A Long, Hard Look (Chapter 1)

It was one of those days when breakfast wanted to be cheap whiskey straight from the bottle.

They came less often lately, but they came. Five years isn’t long enough. Maybe there is no long enough.

Since I sleep above my office I can hear when someone opens the door and goes in. The window rattles and the door jams a little so there’s a short sharp shriek when it opens, and again when it closes, glass rattling the whole time. One potential client glared at it and left without a word.

There’s nothing written on the door, fancy “Private Investigator” signs or things like that. Officially, I’m neither: private, nor an investigator.

People talk, though, and once in a while they talk about something I’ve done for them to someone who needs something similar, and that second someone shows up at an unmarked office in the type of place where you can rent an apartment above your office for just a few bucks more than the office alone.

For the past few years, they’ve known there may be a wait. For the past few years, though, there haven’t been a whole lot who’ve bothered. The cheap digs/lack of business circle just goes round and round.

I stomped on the floor twice to let them know I’d heard them come in. They didn’t stomp on anything.

Since I can shower in two minutes, I did. They were going to wait anyway. Might as well show up clean. I don’t bother with a tie. If they’re already in the office, they don’t care if I wear a tie or not. I went down the stairs and back up the hall to my door.

These tales always begin with a voluptuous blonde temptress in desperate need. In the books, at least.

In my office, they’re more likely to begin with a shortish stoutish bespectacled banker. Male. I knew this because there’s a second door to my inner sanctum, so folks first see me coming out of my private office, not in from the hallway. The aura of mystique is included in the price, folks, no extra charge.

Don’t tell anyone, but I usually watch for a bit through the glass in the door. It’s hard to see in from outside because I keep the chair at an angle so they get reflection while I get to reflect on them.

He wasn’t carrying a suspicious parcel or a shabby briefcase. Just sitting, hands in his lap. If he’d had a mustache he might have pulled at it nervously, but he didn’t, so he didn’t. He just sat. Like a lump, he sat. Slumped and saggy. Shoulders forward, eyes on the floor about two feet in front of his scuffed brown wingtips. With his hands in his lap, leaning forward like that, it looked like he was considering the fetal position. Seemed like a good time to step in and save him.

My door opens quietly. On purpose. When it was all the way open I said “Can I help you?”

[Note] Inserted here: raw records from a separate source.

mod bootstrap;
mod conversation;
mod health;

use std::time::Duration;

use aiaa_core::config::{AppConfig, LoadOptions};
use anyhow::Result;
use tokio::sync::watch;

fn init_logging(config: &AppConfig) {
    use aiaa_core::config::LogFormat::*;
    use tracing::Level;

    let log_level = config.logging.level.parse::<Level>().unwrap_or(Level::INFO);

    match config.logging.format {
        Compact => {
            tracing_subscriber::fmt().with_target(false).with_max_level(log_level).compact().init();
        }
        Pretty => {
            tracing_subscriber::fmt().with_target(false).with_max_level(log_level).pretty().init();
        }
        Json => {
            tracing_subscriber::fmt().with_target(false).with_max_level(log_level).json().init();
        }
    }
}

#[tokio::main]
async fn main() -> Result<()> {
    run().await
}

pub async fn run() -> Result<()> {
    // Logging needs the config, so load it before anything else.
    let config = AppConfig::load(LoadOptions::default())?;
    init_logging(&config);

    let app = bootstrap::bootstrap_with_config(config).await?;

    health::spawn(
        &app.config.server.bind_address,
        app.config.server.health_check_port,
        app.erp_session.clone(),
    )
    .await?;

    let grace = Duration::from_secs(app.config.server.graceful_shutdown_secs);
    let (stop, shutdown) = watch::channel(false);
    let runner = app.chat_runner;
    let mut polling = tokio::spawn(async move { runner.run_until(shutdown, grace).await });

    tracing::info!(event_name = "system.server.started", "aiaa-server started");

    tokio::select! {
        finished = &mut polling => {
            tracing::warn!(
                event_name = "system.server.polling_stopped",
                "telegram polling ended; shutting down"
            );
            finished??;
            return Ok(());
        }
        signal = tokio::signal::ctrl_c() => signal?,
    }

    tracing::info!(
        event_name = "system.server.stopping",
        grace_secs = grace.as_secs(),
        "shutdown signal received"
    );
    // The runner may already be gone, in which case there is nobody to tell.
    let _ = stop.send(true);
    match tokio::time::timeout(grace + Duration::from_secs(1), polling).await {
        Ok(finished) => finished??,
        Err(_) => tracing::warn!(
            event_name = "system.server.shutdown_timeout",
            "polling did not stop within the grace period"
        ),
    }

    tracing::info!(event_name = "system.server.stopped", "aiaa-server stopped");
    Ok(())
}
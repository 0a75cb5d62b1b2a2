use aiaa_core::domain::invoice::{self, CreateOutcome, NewInvoice};
use tracing::{info, warn};

use super::{unavailable, ErpService};
use crate::client::HttpMethod;
use crate::gateway::ErpError;

impl ErpService {
    pub(crate) async fn submit_invoice(
        &self,
        new_invoice: &NewInvoice,
    ) -> Result<CreateOutcome, ErpError> {
        let endpoint = &self.session.endpoints().invoice_create;
        let response = self
            .session
            .request_outcome(HttpMethod::Post, endpoint, Some(new_invoice.to_payload()))
            .await
            .map_err(unavailable)?;

        let outcome =
            invoice::classify_create_response(response.as_ref(), invoice::DOCUMENT_NUMBER_KEY);
        match &outcome {
            CreateOutcome::Created { number } => info!(
                event_name = "erp.invoice.created",
                doc_no = %number,
                debtor_code = %new_invoice.debtor_code,
                "invoice created"
            ),
            CreateOutcome::Rejected { raw } => warn!(
                event_name = "erp.invoice.create_rejected",
                debtor_code = %new_invoice.debtor_code,
                response = %raw,
                "invoice creation rejected"
            ),
        }
        Ok(outcome)
    }
}

#[cfg(test)]
mod tests {
    use aiaa_core::domain::invoice::{CreateOutcome, NewInvoice};
    use rust_decimal::Decimal;
    use serde_json::json;

    use crate::accessors::test_support::{session_over, ScriptedErp};
    use crate::accessors::ErpService;
    use crate::client::HttpResponse;
    use crate::gateway::ErpGateway;

    fn invoice() -> NewInvoice {
        NewInvoice {
            debtor_code: "300-A001".to_owned(),
            item_code: "APPLE".to_owned(),
            quantity: Decimal::from(3),
            unit_price: Decimal::new(500, 2),
            description: None,
        }
    }

    #[tokio::test]
    async fn created_invoice_number_is_read_from_result_table() {
        let erp = ScriptedErp::with_responses(vec![HttpResponse::json(
            200,
            json!({"Status": "Success", "ResultTable": [{"DocNo": "IV-000123"}]}),
        )]);
        let service = ErpService::new(session_over(erp.clone()), "G01-A");

        let outcome = service.create_invoice(&invoice()).await.expect("gateway call");

        assert_eq!(outcome, CreateOutcome::Created { number: "IV-000123".to_owned() });
        let sent = erp.bodies();
        assert_eq!(sent[0][0]["IVDTL"][0], json!({"ItemCode": "APPLE", "Qty": 3, "UnitPrice": 5}));
        assert_eq!(sent[0][0]["DebtorCode"], json!("300-A001"));
    }

    #[tokio::test]
    async fn failed_submission_is_a_rejection_not_an_error() {
        let erp = ScriptedErp::with_responses(vec![HttpResponse::json(400, json!({"Message": "bad"}))]);
        let service = ErpService::new(session_over(erp), "G01-A");

        let outcome = service.create_invoice(&invoice()).await.expect("gateway call");

        assert!(matches!(outcome, CreateOutcome::Rejected { .. }));
    }
}
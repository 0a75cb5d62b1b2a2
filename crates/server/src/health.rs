use std::sync::Arc;
use std::time::{Duration, Instant};

use aiaa_erp::client::ErpSession;
use axum::{extract::State, http::StatusCode, routing::get, Json, Router};
use chrono::Utc;
use serde::Serialize;
use tokio::sync::Mutex;
use tracing::{debug, error, info};

/// Without a token, the health route logs in at most once per this window.
pub const LOGIN_RETRY_COOLDOWN: Duration = Duration::from_secs(30);

#[derive(Clone)]
pub struct HealthState {
    erp_session: Arc<ErpSession>,
    login_cooldown: Duration,
    last_login_attempt: Arc<Mutex<Option<Instant>>>,
}

impl HealthState {
    pub fn new(erp_session: Arc<ErpSession>) -> Self {
        Self::with_login_cooldown(erp_session, LOGIN_RETRY_COOLDOWN)
    }

    pub fn with_login_cooldown(erp_session: Arc<ErpSession>, login_cooldown: Duration) -> Self {
        Self { erp_session, login_cooldown, last_login_attempt: Arc::new(Mutex::new(None)) }
    }
}

#[derive(Clone, Debug, PartialEq, Eq, Serialize)]
pub struct HealthCheck {
    pub status: &'static str,
    pub detail: String,
}

#[derive(Clone, Debug, PartialEq, Eq, Serialize)]
pub struct HealthResponse {
    pub status: &'static str,
    pub service: HealthCheck,
    pub erp: HealthCheck,
    pub checked_at: String,
}

pub fn router(erp_session: Arc<ErpSession>) -> Router {
    Router::new().route("/health", get(health)).with_state(HealthState::new(erp_session))
}

pub async fn spawn(bind_address: &str, port: u16, erp_session: Arc<ErpSession>) -> std::io::Result<()> {
    let address = format!("{bind_address}:{port}");
    let listener = tokio::net::TcpListener::bind(&address).await?;

    info!(
        event_name = "system.health.start",
        bind_address = %address,
        "health endpoint started"
    );

    tokio::spawn(async move {
        if let Err(error) = axum::serve(listener, router(erp_session)).await {
            error!(
                event_name = "system.health.error",
                error = %error,
                "health endpoint server terminated unexpectedly"
            );
        }
    });

    Ok(())
}

pub async fn health(State(state): State<HealthState>) -> (StatusCode, Json<HealthResponse>) {
    let erp = erp_check(&state).await;
    let ready = erp.status == "ready";

    let payload = HealthResponse {
        status: if ready { "ready" } else { "degraded" },
        service: HealthCheck {
            status: "ready",
            detail: "aiaa-server runtime initialized".to_string(),
        },
        erp,
        checked_at: Utc::now().to_rfc3339(),
    };

    let status_code = if ready { StatusCode::OK } else { StatusCode::SERVICE_UNAVAILABLE };
    (status_code, Json(payload))
}

async fn erp_check(state: &HealthState) -> HealthCheck {
    let session = &state.erp_session;
    if session.has_token().await {
        return HealthCheck { status: "ready", detail: "erp session holds a token".to_string() };
    }

    // Held across the login so concurrent polls share one attempt.
    let mut last_attempt = state.last_login_attempt.lock().await;
    if let Some(at) = *last_attempt {
        if at.elapsed() < state.login_cooldown {
            debug!(
                event_name = "system.health.login_throttled",
                "skipping erp login, last attempt is still recent"
            );
            return HealthCheck {
                status: "degraded",
                detail: format!("erp login recently failed against {}", session.base_url()),
            };
        }
    }
    *last_attempt = Some(Instant::now());

    if session.login().await {
        return HealthCheck { status: "ready", detail: "erp login succeeded".to_string() };
    }
    HealthCheck {
        status: "degraded",
        detail: format!("erp login failed against {}", session.base_url()),
    }
}
use std::process::ExitCode;

fn main() -> ExitCode {
    aiaa_cli::run()
}
/// Relative endpoint paths on the ERP REST API.
#[derive(Clone, Debug, PartialEq, Eq)]
pub struct Endpoints {
    pub login: String,
    pub item_list: String,
    pub debtor_list: String,
    pub invoice_list: String,
    pub invoice_create: String,
    pub debtor_create: String,
}

impl Default for Endpoints {
    fn default() -> Self {
        Self {
            login: "api/Login".to_owned(),
            item_list: "api/V2/Item/GetItem".to_owned(),
            debtor_list: "api/Debtor/GetDebtor/".to_owned(),
            invoice_list: "api/Invoice/GetInvoice".to_owned(),
            invoice_create: "api/Invoice".to_owned(),
            debtor_create: "api/Debtor/".to_owned(),
        }
    }
}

He stood all in one motion, hands out in front as if to protect himself. And he squeaked.

“Oh!” He put one hand on his chest. “You gave me a fright.”

“It happens a lot. I should learn better. Sorry.”

He looked like he was going to sit down again. I interrupted him mid-sit. “As I said, can I help you?”

He sort of bounced off the chair and stood again.

“Oh. Yes. Certainly.” And then he waited for me to tell him what to do. I could see it was going to become a habit with this one.

“In here please.” I stepped back, opened the door, and gestured as obviously as I could toward yet another chair, this one inside the sanctum.

For a moment I honestly thought he was going to bolt. He took a tentative step toward the door, looked at it, then me, then the window to his left, then all three of us again in the same order.

Then he started to cry.

I’m afraid I may have sighed. Loudly. Pudgy bankers crying in my office. No way this is going to end well.

“Please. Come in and sit down and tell me what’s wrong.”

I turned my back and slipped around to my side of my desk, and sat. He could come in or not. Why should I care?

He came in. With a wet handkerchief smearing stuff around on his nose and eyes. At least he’d stopped crying. And he sat, so we were making progress.

He finished mopping up and stuffed the soggy linens into his coat pocket. He still wouldn’t look me in the eye. Could mean he’d done something terrible. Guy like him, it could mean he was embarrassed about being in my office. Hard to say. Especially if he wouldn’t say.

“Is there something I can help you with?” I was probably getting brusque, but I was feeling brusque so it just leaked out.

“Yes. Certainly. I apologize. It’s all simply overwhelming. I hardly know where to begin.”

If he’d had a hat, he’d have been turning it in his hands, shuffling along the brim, round and round and round. But he didn’t, so he didn’t, and I still just sat there wondering if it would ever end.

He finally outwaited me, and I had to say something. “You can either tell me what you’d like me to do, or you can tell me what you’re afraid of, or who’s missing, or what’s lost, or even your name. But say something, please. The suspense is killing me.”

Since he ended up dead not many hours later, it wasn’t the most politically correct thing to say, but then, I didn’t know it at the time, did I?